The second product, the Responder, is a purpose-built 911-response drone that launched roughly a year ago. It deploys autonomously from recharging pods mounted on police and fire station rooftops, integrates directly with computer-aided dispatch software to capture GPS coordinates from incoming 911 calls, identifies the nearest drone with sufficient battery, and launches without human initiation. Each unit covers approximately 20 square miles of jurisdiction. On arrival, the drone can orbit, stream thermal and 4K video to responders, enable two-way communication, or deliver medical payloads including Narcan, defibrillators, or personal flotation devices. A teleoperator can take manual control at any point. The system gives each drone a direct phone number, enabling voice communication with individuals inside structures without requiring a stable data connection.
The addressable market math is material. The U.S. has 20,000 police departments, 30,000 fire departments, and 80,000 police and fire stations. Resnick estimates roughly half of those buildings — 40,000 sites — will eventually carry a drone recharging pod. BRINC charges between $60,000 and $160,000 per site per year. At conservative capture assumptions, the domestic market alone represents approximately $3 billion in annual recurring revenue.
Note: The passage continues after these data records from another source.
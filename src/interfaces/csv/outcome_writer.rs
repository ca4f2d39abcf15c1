use crate::application::gateway::SubmissionOutcome;
use crate::domain::checkout::CheckoutSession;
use crate::domain::order::Order;
use crate::error::Result;
use serde::Serialize;
use std::io::Write;

#[derive(Debug, Serialize)]
struct OutcomeRecord<'a> {
    order_id: u64,
    result: &'static str,
    redirect: &'a str,
    notices: String,
}

#[derive(Debug, Serialize)]
struct OrderStateRecord<'a> {
    id: u64,
    status: &'static str,
    transaction_id: &'a str,
    capture: &'static str,
    fee: &'a str,
}

/// Writes submission outcomes as CSV, one row per submission.
///
/// Every error notice of the submission is joined into the `notices` column.
pub struct OutcomeWriter<W: Write> {
    writer: csv::Writer<W>,
}

impl<W: Write> OutcomeWriter<W> {
    pub fn new(sink: W) -> Self {
        Self {
            writer: csv::Writer::from_writer(sink),
        }
    }

    pub fn write_outcome(
        &mut self,
        order_id: u64,
        outcome: &SubmissionOutcome,
        session: &CheckoutSession,
    ) -> Result<()> {
        self.writer.serialize(OutcomeRecord {
            order_id,
            result: if outcome.is_success() {
                "success"
            } else {
                "failure"
            },
            redirect: outcome.redirect().unwrap_or(""),
            notices: session.errors().collect::<Vec<_>>().join(" | "),
        })?;
        Ok(())
    }

    pub fn flush(&mut self) -> Result<()> {
        self.writer.flush()?;
        Ok(())
    }
}

/// Writes the payment state of orders as CSV.
pub fn write_orders<W: Write>(sink: W, orders: &[Order]) -> Result<()> {
    let mut writer = csv::Writer::from_writer(sink);
    for order in orders {
        writer.serialize(OrderStateRecord {
            id: order.id,
            status: order.status.as_str(),
            transaction_id: order.payment.transaction_id.as_deref().unwrap_or(""),
            capture: match order.payment.capture {
                Some(true) => "true",
                Some(false) => "false",
                None => "",
            },
            fee: order.payment.processor_fee.as_deref().unwrap_or(""),
        })?;
    }
    writer.flush()?;
    Ok(())
}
Adding international markets — excluding Russia, China, Iran, and allied adversaries — brings the total addressable opportunity to roughly $6 billion. Resnick cites Axon, currently trading at approximately 20x revenue, as the closest public comparable. Contracts are structured as five-year programs that include hardware refreshes at years 2.5 and 5, repair or replacement coverage, unlimited software licenses, data storage, and FAA regulatory support.
Near-term expansion targets private security, industrial automation, and homeland security rather than consumer markets, though Resnick does not rule out consumer products over a longer horizon. A new drone launch is planned for Q1 2026, with Resnick strongly implying Starlink integration for connectivity — a technical gap he identifies as one of the most significant current bottlenecks alongside cellular dead zones at altitude. AI-driven visual-inertial odometry is already embedded in the Lemur for GPS-denied localization indoors and near large structures. On wildfires, Resnick sees near-term value in early detection via solar-powered autonomous drone pods in high-risk zones, logistics support in terrain inaccessible to ground vehicles, and longer-term potential for drone swarms actively fighting fires.